Saved entries
# # # #

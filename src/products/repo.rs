use serde::{Deserialize, Serialize};
use sqlx::{types::Decimal, FromRow, PgExecutor};
use time::OffsetDateTime;

/// Row of the `product` table, returned as-is from create and update.
#[derive(Debug, Clone, Serialize, Deserialize, FromRow)]
pub struct Product {
    pub id: i32,
    pub name: String,
    pub description: Option<String>,
    pub price: Decimal,
    pub currency: String,
    pub quantity: i32,
    pub active: bool,
    pub category_id: i32,
    #[serde(with = "time::serde::rfc3339")]
    pub created_date: OffsetDateTime,
    #[serde(with = "time::serde::rfc3339")]
    pub updated_date: OffsetDateTime,
}

/// Product joined with its category, for read endpoints.
#[derive(Debug, Clone, FromRow)]
pub struct ProductWithCategory {
    pub id: i32,
    pub name: String,
    pub description: Option<String>,
    pub price: Decimal,
    pub currency: String,
    pub quantity: i32,
    pub active: bool,
    pub created_date: OffsetDateTime,
    pub updated_date: OffsetDateTime,
    pub category_id: i32,
    pub category_name: String,
}

/// Column values for insert and full update.
#[derive(Debug)]
pub struct ProductFields {
    pub name: String,
    pub description: Option<String>,
    pub price: Decimal,
    pub currency: String,
    pub quantity: i32,
    pub active: bool,
    pub category_id: i32,
}

const SELECT_WITH_CATEGORY: &str = r#"
    SELECT p.id, p.name, p.description, p.price, p.currency, p.quantity, p.active,
           p.created_date, p.updated_date, c.id AS category_id, c.name AS category_name
    FROM product AS p
    JOIN category AS c ON c.id = p.category_id
"#;

pub async fn list(db: impl PgExecutor<'_>) -> anyhow::Result<Vec<ProductWithCategory>> {
    let rows = sqlx::query_as::<_, ProductWithCategory>(&format!("{SELECT_WITH_CATEGORY} ORDER BY p.id"))
        .fetch_all(db)
        .await?;
    Ok(rows)
}

pub async fn find_by_id(
    db: impl PgExecutor<'_>,
    id: i32,
) -> anyhow::Result<Option<ProductWithCategory>> {
    let row = sqlx::query_as::<_, ProductWithCategory>(&format!("{SELECT_WITH_CATEGORY} WHERE p.id = $1"))
        .bind(id)
        .fetch_optional(db)
        .await?;
    Ok(row)
}

pub async fn list_by_category(
    db: impl PgExecutor<'_>,
    category_id: i32,
) -> anyhow::Result<Vec<ProductWithCategory>> {
    let rows =
        sqlx::query_as::<_, ProductWithCategory>(&format!("{SELECT_WITH_CATEGORY} WHERE p.category_id = $1"))
            .bind(category_id)
            .fetch_all(db)
            .await?;
    Ok(rows)
}

pub async fn count_by_category(db: impl PgExecutor<'_>, category_id: i32) -> anyhow::Result<i64> {
    let count = sqlx::query_scalar::<_, i64>("SELECT COUNT(*) FROM product WHERE category_id = $1")
        .bind(category_id)
        .fetch_one(db)
        .await?;
    Ok(count)
}

pub async fn insert(db: impl PgExecutor<'_>, fields: &ProductFields) -> anyhow::Result<Product> {
    let product = sqlx::query_as::<_, Product>(
        r#"
        INSERT INTO product (name, description, price, currency, quantity, active, category_id)
        VALUES ($1, $2, $3, $4, $5, $6, $7)
        RETURNING id, name, description, price, currency, quantity, active, category_id,
                  created_date, updated_date
        "#,
    )
    .bind(&fields.name)
    .bind(&fields.description)
    .bind(fields.price)
    .bind(&fields.currency)
    .bind(fields.quantity)
    .bind(fields.active)
    .bind(fields.category_id)
    .fetch_one(db)
    .await?;
    Ok(product)
}

/// Returns `None` when no row matched the id.
pub async fn update(
    db: impl PgExecutor<'_>,
    id: i32,
    fields: &ProductFields,
) -> anyhow::Result<Option<Product>> {
    let product = sqlx::query_as::<_, Product>(
        r#"
        UPDATE product
        SET name = $1, description = $2, price = $3, currency = $4, quantity = $5,
            active = $6, category_id = $7, updated_date = CURRENT_TIMESTAMP
        WHERE id = $8
        RETURNING id, name, description, price, currency, quantity, active, category_id,
                  created_date, updated_date
        "#,
    )
    .bind(&fields.name)
    .bind(&fields.description)
    .bind(fields.price)
    .bind(&fields.currency)
    .bind(fields.quantity)
    .bind(fields.active)
    .bind(fields.category_id)
    .bind(id)
    .fetch_optional(db)
    .await?;
    Ok(product)
}

/// Returns whether a row was deleted.
pub async fn delete(db: impl PgExecutor<'_>, id: i32) -> anyhow::Result<bool> {
    let result = sqlx::query("DELETE FROM product WHERE id = $1")
        .bind(id)
        .execute(db)
        .await?;
    Ok(result.rows_affected() > 0)
}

# # # #

**How to complete this task:**
When the entries above are retyped, each line must stay exactly as it is.

**Response:**
filename src/products/repo.rs
use serde::{Deserialize, Serialize};
use sqlx::{types::Decimal, FromRow, PgExecutor};
use time::OffsetDateTime;

/// Row of the `product` table, returned as-is from create and update.
#[derive(Debug, Clone, Serialize, Deserialize, FromRow)]
pub struct Product {
    pub id: i32,
    pub name: String,
    pub description: Option<String>,
    pub price: Decimal,
    pub currency: String,
    pub quantity: i32,
    pub active: bool,
    pub category_id: i32,
    #[serde(with = "time::serde::rfc3339")]
    pub created_date: OffsetDateTime,
    #[serde(with = "time::serde::rfc3339")]
    pub updated_date: OffsetDateTime,
}

/// Product joined with its category, for read endpoints.
#[derive(Debug, Clone, FromRow)]
pub struct ProductWithCategory {
    pub id: i32,
    pub name: String,
    pub description: Option<String>,
    pub price: Decimal,
    pub currency: String,
    pub quantity: i32,
    pub active: bool,
    pub created_date: OffsetDateTime,
    pub updated_date: OffsetDateTime,
    pub category_id: i32,
    pub category_name: String,
}

/// Column values for insert and full update.
#[derive(Debug)]
pub struct ProductFields {
    pub name: String,
    pub description: Option<String>,
    pub price: Decimal,
    pub currency: String,
    pub quantity: i32,
    pub active: bool,
    pub category_id: i32,
}

const SELECT_WITH_CATEGORY: &str = r#"
    SELECT p.id, p.name, p.description, p.price, p.currency, p.quantity, p.active,
           p.created_date, p.updated_date, c.id AS category_id, c.name AS category_name
    FROM product AS p
    JOIN category AS c ON c.id = p.category_id
"#;

pub async fn list(db: impl PgExecutor<'_>) -> anyhow::Result<Vec<ProductWithCategory>> {
    let rows = sqlx::query_as::<_, ProductWithCategory>(&format!("{SELECT_WITH_CATEGORY} ORDER BY p.id"))
        .fetch_all(db)
        .await?;
    Ok(rows)
}

pub async fn find_by_id(
    db: impl PgExecutor<'_>,
    id: i32,
) -> anyhow::Result<Option<ProductWithCategory>> {
    let row = sqlx::query_as::<_, ProductWithCategory>(&format!("{SELECT_WITH_CATEGORY} WHERE p.id = $1"))
        .bind(id)
        .fetch_optional(db)
        .await?;
    Ok(row)
}

pub async fn list_by_category(
    db: impl PgExecutor<'_>,
    category_id: i32,
) -> anyhow::Result<Vec<ProductWithCategory>> {
    let rows =
        sqlx::query_as::<_, ProductWithCategory>(&format!("{SELECT_WITH_CATEGORY} WHERE p.category_id = $1"))
            .bind(category_id)
            .fetch_all(db)
            .await?;
    Ok(rows)
}

pub async fn count_by_category(db: impl PgExecutor<'_>, category_id: i32) -> anyhow::Result<i64> {
    let count = sqlx::query_scalar::<_, i64>("SELECT COUNT(*) FROM product WHERE category_id = $1")
        .bind(category_id)
        .fetch_one(db)
        .await?;
    Ok(count)
}

pub async fn insert(db: impl PgExecutor<'_>, fields: &ProductFields) -> anyhow::Result<Product> {
    let product = sqlx::query_as::<_, Product>(
        r#"
        INSERT INTO product (name, description, price, currency, quantity, active, category_id)
        VALUES ($1, $2, $3, $4, $5, $6, $7)
        RETURNING id, name, description, price, currency, quantity, active, category_id,
                  created_date, updated_date
        "#,
    )
    .bind(&fields.name)
    .bind(&fields.description)
    .bind(fields.price)
    .bind(&fields.currency)
    .bind(fields.quantity)
    .bind(fields.active)
    .bind(fields.category_id)
    .fetch_one(db)
    .await?;
    Ok(product)
}

/// Returns `None` when no row matched the id.
pub async fn update(
    db: impl PgExecutor<'_>,
    id: i32,
    fields: &ProductFields,
) -> anyhow::Result<Option<Product>> {
    let product = sqlx::query_as::<_, Product>(
        r#"
        UPDATE product
        SET name = $1, description = $2, price = $3, currency = $4, quantity = $5,
            active = $6, category_id = $7, updated_date = CURRENT_TIMESTAMP
        WHERE id = $8
        RETURNING id, name, description, price, currency, quantity, active, category_id,
                  created_date, updated_date
        "#,
    )
    .bind(&fields.name)
    .bind(&fields.description)
    .bind(fields.price)
    .bind(&fields.currency)
    .bind(fields.quantity)
    .bind(fields.active)
    .bind(fields.category_id)
    .bind(id)
    .fetch_optional(db)
    .await?;
    Ok(product)
}

/// Returns whether a row was deleted.
pub async fn delete(db: impl PgExecutor<'_>, id: i32) -> anyhow::Result<bool> {
    let result = sqlx::query("DELETE FROM product WHERE id = $1")
        .bind(id)
        .execute(db)
        .await?;
    Ok(result.rows_affected() > 0)
}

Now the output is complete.